Daddy and I stepped back, but not so far that Mom would think we’d left her in that icy coffin alone. Ed pulled Mom’s eyes open. His fingers were big, calloused, and they looked like rough-hewn logs spreading apart my mom’s paper-thin eyelids. A drop of yellow liquid fell on each green eye. Ed did it quickly—drop, drop—then he sort of pushed her eyes shut. She didn’t open them again.

I guess I looked shocked, because, this time, when Ed glanced up at me, he actually stopped working long enough to give me a comforting smile. “Keeps her from going blind,” he said.

“It’s okay,” Mom said from her shoebox coffin. Even though her eyes were sealed shut, I could hear the tears in her voice.

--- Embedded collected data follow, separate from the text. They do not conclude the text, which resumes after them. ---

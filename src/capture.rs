//! One detection cycle per display refresh.

use std::time::{Duration, Instant};

use crate::camera::CameraStream;
use crate::detector::{HandDetector, HandObservation};

/// Session-relative millisecond timestamps that never repeat or go backwards
#[derive(Debug)]
pub struct VideoClock {
    started: Instant,
    last: Option<u64>,
}

impl VideoClock {
    pub fn start() -> Self {
        Self {
            started: Instant::now(),
            last: None,
        }
    }

    pub fn next_timestamp(&mut self) -> u64 {
        self.timestamp_at(self.started.elapsed())
    }

    fn timestamp_at(&mut self, elapsed: Duration) -> u64 {
        let ms = elapsed.as_millis() as u64;
        let ts = match self.last {
            Some(last) if ms <= last => last + 1,
            _ => ms,
        };
        self.last = Some(ts);
        ts
    }
}

/// Result of a single capture cycle
#[derive(Debug)]
pub enum Cycle {
    /// The loop has been cancelled; nothing ran
    Halted,
    /// No usable frame yet
    NotReady,
    /// The newest frame was already processed
    Stale,
    /// Detection ran; the list may be empty
    Detected(Vec<HandObservation>),
    /// Detection failed on this frame; the loop carries on
    Failed,
}

/// Per-frame detection driver.
///
/// Cycles are invoked by the UI's refresh callback; the loop itself never
/// spawns work. `cancel` is checked before anything else in every cycle.
#[derive(Debug)]
pub struct CaptureLoop {
    alive: bool,
    clock: VideoClock,
    last_sequence: Option<u64>,
}

impl CaptureLoop {
    pub fn start() -> Self {
        Self {
            alive: true,
            clock: VideoClock::start(),
            last_sequence: None,
        }
    }

    pub fn is_alive(&self) -> bool {
        self.alive
    }

    pub fn cancel(&mut self) {
        self.alive = false;
    }

    pub fn cycle<C, D>(&mut self, camera: &C, detector: &mut D) -> Cycle
    where
        C: CameraStream + ?Sized,
        D: HandDetector + ?Sized,
    {
        if !self.alive {
            return Cycle::Halted;
        }

        let Some(frame) = camera.latest_frame() else {
            return Cycle::NotReady;
        };
        if !frame.is_ready() {
            return Cycle::NotReady;
        }
        if self.last_sequence == Some(frame.sequence) {
            return Cycle::Stale;
        }
        self.last_sequence = Some(frame.sequence);

        let timestamp = self.clock.next_timestamp();
        match detector.detect_for_video(&frame, timestamp) {
            Ok(hands) => Cycle::Detected(hands),
            Err(e) => {
                log::warn!("Hand detection failed on frame {}: {:#}", frame.sequence, e);
                Cycle::Failed
            }
        }
    }
}

#[cfg(test)]
pub(crate) mod tests {
    use super::*;
    use crate::camera::Frame;
    use crate::detector::Handedness;
    use crate::tracker::tests::hand;
    use anyhow::Result;
    use std::cell::RefCell;
    use std::collections::VecDeque;
    use std::rc::Rc;
    use std::sync::Arc;

    /// Camera whose next frame is set by the test
    #[derive(Clone)]
    pub(crate) struct FakeCamera {
        pub(crate) width: u32,
        pub(crate) height: u32,
        pub(crate) frame: Rc<RefCell<Option<Arc<Frame>>>>,
        pub(crate) stops: Rc<RefCell<u32>>,
    }

    impl FakeCamera {
        pub(crate) fn new(width: u32, height: u32) -> Self {
            Self {
                width,
                height,
                frame: Rc::new(RefCell::new(None)),
                stops: Rc::new(RefCell::new(0)),
            }
        }

        /// Publish a fresh frame with the given sequence number
        pub(crate) fn push(&self, sequence: u64) {
            *self.frame.borrow_mut() = Some(Arc::new(Frame {
                width: self.width,
                height: self.height,
                rgb: vec![0; (self.width * self.height * 3) as usize],
                sequence,
            }));
        }
    }

    impl CameraStream for FakeCamera {
        fn dimensions(&self) -> (u32, u32) {
            (self.width, self.height)
        }

        fn latest_frame(&self) -> Option<Arc<Frame>> {
            self.frame.borrow().clone()
        }

        fn stop(&mut self) {
            *self.stops.borrow_mut() += 1;
        }
    }

    /// Detector that replays scripted results and records timestamps
    #[derive(Clone, Default)]
    pub(crate) struct FakeDetector {
        pub(crate) script: Rc<RefCell<VecDeque<Result<Vec<HandObservation>>>>>,
        pub(crate) timestamps: Rc<RefCell<Vec<u64>>>,
        pub(crate) closes: Rc<RefCell<u32>>,
    }

    impl FakeDetector {
        pub(crate) fn queue(&self, result: Result<Vec<HandObservation>>) {
            self.script.borrow_mut().push_back(result);
        }
    }

    impl HandDetector for FakeDetector {
        fn detect_for_video(&mut self, _frame: &Frame, timestamp_ms: u64) -> Result<Vec<HandObservation>> {
            self.timestamps.borrow_mut().push(timestamp_ms);
            self.script.borrow_mut().pop_front().unwrap_or_else(|| Ok(Vec::new()))
        }

        fn close(&mut self) {
            *self.closes.borrow_mut() += 1;
        }
    }

    #[test]
    fn clock_is_strictly_increasing() {
        let mut clock = VideoClock::start();
        assert_eq!(clock.timestamp_at(Duration::from_millis(5)), 5);
        assert_eq!(clock.timestamp_at(Duration::from_millis(5)), 6);
        assert_eq!(clock.timestamp_at(Duration::from_millis(3)), 7);
        assert_eq!(clock.timestamp_at(Duration::from_millis(40)), 40);
    }

    #[test]
    fn no_frame_is_not_ready() {
        let camera = FakeCamera::new(4, 4);
        let mut detector = FakeDetector::default();
        let mut capture = CaptureLoop::start();

        assert!(matches!(capture.cycle(&camera, &mut detector), Cycle::NotReady));
        assert!(detector.timestamps.borrow().is_empty());
    }

    #[test]
    fn each_frame_is_detected_once() {
        let camera = FakeCamera::new(4, 4);
        let mut detector = FakeDetector::default();
        let mut capture = CaptureLoop::start();

        camera.push(1);
        assert!(matches!(capture.cycle(&camera, &mut detector), Cycle::Detected(_)));
        assert!(matches!(capture.cycle(&camera, &mut detector), Cycle::Stale));
        camera.push(2);
        assert!(matches!(capture.cycle(&camera, &mut detector), Cycle::Detected(_)));

        let timestamps = detector.timestamps.borrow();
        assert_eq!(timestamps.len(), 2);
        assert!(timestamps[1] > timestamps[0]);
    }

    #[test]
    fn detector_failure_does_not_stop_the_loop() {
        let camera = FakeCamera::new(4, 4);
        let mut detector = FakeDetector::default();
        detector.queue(Err(anyhow::anyhow!("model hiccup")));
        detector.queue(Ok(vec![hand(Handedness::Right, (0.5, 0.5))]));
        let mut capture = CaptureLoop::start();

        camera.push(1);
        assert!(matches!(capture.cycle(&camera, &mut detector), Cycle::Failed));
        camera.push(2);
        match capture.cycle(&camera, &mut detector) {
            Cycle::Detected(hands) => assert_eq!(hands.len(), 1),
            other => panic!("expected detection, got {:?}", other),
        }
        assert!(capture.is_alive());
    }

    #[test]
    fn cancelled_loop_never_detects() {
        let camera = FakeCamera::new(4, 4);
        let mut detector = FakeDetector::default();
        let mut capture = CaptureLoop::start();

        capture.cancel();
        camera.push(1);
        assert!(matches!(capture.cycle(&camera, &mut detector), Cycle::Halted));
        assert!(detector.timestamps.borrow().is_empty());
    }
}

“Tubes,” Ed said, and Hassan handed him a trio of clear plastic tubes. “Okay, look.” Ed leaned down close to Mom’s face. “I’m gonna put these down your throat. It’s not gonna feel good. Try to act like you’re swallowin’’em.”

Mom nodded and opened her mouth. Ed crammed the tubes down her throat. Mom gagged, a violent motion that started at her belly and worked all the way up to her dry, cracked lips.

I glanced at Daddy. His eyes were cold and hard.